- _What the task requires_: Print the data exactly, leaving nothing out.

- _Extracted entries_:
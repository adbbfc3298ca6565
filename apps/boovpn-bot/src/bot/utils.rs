use boovpn_db::Subscriber;
use chrono::{DateTime, Utc};

use crate::bot::keyboards::Platform;

pub fn escape_html(text: &str) -> String {
    text.replace('&', "&amp;")
        .replace('<', "&lt;")
        .replace('>', "&gt;")
}

/// Main menu header for a returning subscriber.
pub fn status_text(sub: &Subscriber, now: DateTime<Utc>) -> String {
    if sub.is_friend {
        return "🤝 You are using the service for free!".to_string();
    }
    if !sub.is_active {
        return "💳 Pay for a subscription to keep using the service.".to_string();
    }

    let days = sub.days_left(now).unwrap_or(0).max(0);
    if sub.is_trial {
        format!(
            "🎁 Days left in your trial: <b>{}</b>\n\n\
            You can pay now, the paid period is added on top of the remaining days.",
            days
        )
    } else {
        format!("✅ Days left in your subscription: <b>{}</b>", days)
    }
}

pub fn welcome_text() -> String {
    "👋 <b>Welcome to Boo VPN!</b>\n\n\
    Your free trial has started. Press the button below to get your first VPN key."
        .to_string()
}

pub fn guide_text(credential: Option<&str>) -> String {
    let mut text = "⚙️ <b>Setup guide</b>\n\n\
        Choose your operating system to see step-by-step instructions and a download link."
        .to_string();
    if let Some(credential) = credential {
        text.push_str(&format!(
            "\n\n🟢 Tap the key to copy it:\n<pre>{}</pre>",
            escape_html(credential)
        ));
    }
    text
}

pub fn platform_guide_text(platform: Platform) -> String {
    format!(
        "{} <b>setup</b>\n\n\
        1. Install Outline from the link below.\n\
        2. Open <b>My devices</b> in this bot and copy a key.\n\
        3. In Outline, tap <b>+</b> and paste the key.\n\
        4. Press <b>Connect</b>.",
        platform.label()
    )
}

pub fn devices_text() -> String {
    "📶 <b>My devices</b>\n\nOpen an existing device or add a new one.".to_string()
}

pub fn device_text(slot: usize, credential: &str) -> String {
    format!(
        "📱 <b>Device {}</b>\n\nTap the key to copy it:\n<pre>{}</pre>",
        slot,
        escape_html(credential)
    )
}

pub fn pay_text(subscriber_id: i64) -> String {
    format!(
        "💳 <b>Payment</b>\n\n\
        Contact support to top up and mention your ID: <code>{}</code>.\n\
        Paid days are added as soon as the payment arrives.",
        subscriber_id
    )
}

#[cfg(test)]
mod tests {
    use super::*;
    use boovpn_db::{DeviceSlots, MAX_DEVICE_SLOTS};
    use chrono::Duration;

    fn sub(now: DateTime<Utc>) -> Subscriber {
        Subscriber {
            id: 42,
            balance: 0,
            is_trial: true,
            is_active: true,
            is_friend: false,
            subscription_end_date: Some(now + Duration::hours(30)),
            last_notice_on: None,
            device_slots: DeviceSlots::new(MAX_DEVICE_SLOTS),
        }
    }

    #[test]
    fn status_depends_on_flags() {
        let now = Utc::now();
        let mut s = sub(now);
        assert!(status_text(&s, now).contains("trial: <b>2</b>"));

        s.is_trial = false;
        assert!(status_text(&s, now).contains("subscription: <b>2</b>"));

        s.is_active = false;
        assert!(status_text(&s, now).starts_with("💳"));

        s.is_friend = true;
        assert!(status_text(&s, now).contains("free"));
    }

    #[test]
    fn credentials_are_escaped() {
        let text = device_text(1, "ss://a<b>&c");
        assert!(text.contains("ss://a&lt;b&gt;&amp;c"));
    }
}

- _Result of the task_:
repository adbbfc3298ca6565
filename apps/boovpn-bot/src/bot/utils.rs
use boovpn_db::Subscriber;
use chrono::{DateTime, Utc};

use crate::bot::keyboards::Platform;

pub fn escape_html(text: &str) -> String {
    text.replace('&', "&amp;")
        .replace('<', "&lt;")
        .replace('>', "&gt;")
}

/// Main menu header for a returning subscriber.
pub fn status_text(sub: &Subscriber, now: DateTime<Utc>) -> String {
    if sub.is_friend {
        return "🤝 You are using the service for free!".to_string();
    }
    if !sub.is_active {
        return "💳 Pay for a subscription to keep using the service.".to_string();
    }

    let days = sub.days_left(now).unwrap_or(0).max(0);
    if sub.is_trial {
        format!(
            "🎁 Days left in your trial: <b>{}</b>\n\n\
            You can pay now, the paid period is added on top of the remaining days.",
            days
        )
    } else {
        format!("✅ Days left in your subscription: <b>{}</b>", days)
    }
}

pub fn welcome_text() -> String {
    "👋 <b>Welcome to Boo VPN!</b>\n\n\
    Your free trial has started. Press the button below to get your first VPN key."
        .to_string()
}

pub fn guide_text(credential: Option<&str>) -> String {
    let mut text = "⚙️ <b>Setup guide</b>\n\n\
        Choose your operating system to see step-by-step instructions and a download link."
        .to_string();
    if let Some(credential) = credential {
        text.push_str(&format!(
            "\n\n🟢 Tap the key to copy it:\n<pre>{}</pre>",
            escape_html(credential)
        ));
    }
    text
}

pub fn platform_guide_text(platform: Platform) -> String {
    format!(
        "{} <b>setup</b>\n\n\
        1. Install Outline from the link below.\n\
        2. Open <b>My devices</b> in this bot and copy a key.\n\
        3. In Outline, tap <b>+</b> and paste the key.\n\
        4. Press <b>Connect</b>.",
        platform.label()
    )
}

pub fn devices_text() -> String {
    "📶 <b>My devices</b>\n\nOpen an existing device or add a new one.".to_string()
}

pub fn device_text(slot: usize, credential: &str) -> String {
    format!(
        "📱 <b>Device {}</b>\n\nTap the key to copy it:\n<pre>{}</pre>",
        slot,
        escape_html(credential)
    )
}

pub fn pay_text(subscriber_id: i64) -> String {
    format!(
        "💳 <b>Payment</b>\n\n\
        Contact support to top up and mention your ID: <code>{}</code>.\n\
        Paid days are added as soon as the payment arrives.",
        subscriber_id
    )
}

#[cfg(test)]
mod tests {
    use super::*;
    use boovpn_db::{DeviceSlots, MAX_DEVICE_SLOTS};
    use chrono::Duration;

    fn sub(now: DateTime<Utc>) -> Subscriber {
        Subscriber {
            id: 42,
            balance: 0,
            is_trial: true,
            is_active: true,
            is_friend: false,
            subscription_end_date: Some(now + Duration::hours(30)),
            last_notice_on: None,
            device_slots: DeviceSlots::new(MAX_DEVICE_SLOTS),
        }
    }

    #[test]
    fn status_depends_on_flags() {
        let now = Utc::now();
        let mut s = sub(now);
        assert!(status_text(&s, now).contains("trial: <b>2</b>"));

        s.is_trial = false;
        assert!(status_text(&s, now).contains("subscription: <b>2</b>"));

        s.is_active = false;
        assert!(status_text(&s, now).starts_with("💳"));

        s.is_friend = true;
        assert!(status_text(&s, now).contains("free"));
    }

    #[test]
    fn credentials_are_escaped() {
        let text = device_text(1, "ss://a<b>&c");
        assert!(text.contains("ss://a&lt;b&gt;&amp;c"));
    }
}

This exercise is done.